Exercise:
All lines of the entries with "ComputedColumns" in them must be listed.

=== Section Start ===

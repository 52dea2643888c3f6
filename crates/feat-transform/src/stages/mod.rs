//! The five pipeline stages in execution order.

mod anomaly;
mod binning;
mod computed;
mod encoding;
mod temporal;

pub use anomaly::{AnomalyFlags, PRIORITY_COLUMNS, iqr_fences, iqr_flags, zscore_flags};
pub use binning::{
    BIN_RULES, BinRule, BinSpec, BinStrategy, RangeBinning, age_bins, discount_bins,
    equal_width_bins, income_bins, purchase_bins, quantile_bins, rating_bins,
};
pub use computed::{ComputedColumns, DERIVATIONS, Derivation};
pub use encoding::{
    CategoricalEncoding, EDUCATION_LEVELS, Encoding, ONE_HOT_COLUMNS, categorical_columns,
    education_rank,
};
pub use temporal::{TemporalFeatures, days_between, is_temporal_name, season};

use feat_model::StageKind;

use crate::stage::Stage;

/// Construct the stage implementing `kind`.
pub fn stage_for(kind: StageKind) -> Box<dyn Stage> {
    match kind {
        StageKind::Computed => Box::new(ComputedColumns),
        StageKind::Encoded => Box::new(CategoricalEncoding),
        StageKind::Binned => Box::new(RangeBinning),
        StageKind::Time => Box::new(TemporalFeatures),
        StageKind::Anomaly => Box::new(AnomalyFlags),
    }
}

=== Section End ===

Solution to the problem:
pub use computed::{ComputedColumns, DERIVATIONS, Derivation};
        StageKind::Computed => Box::new(ComputedColumns),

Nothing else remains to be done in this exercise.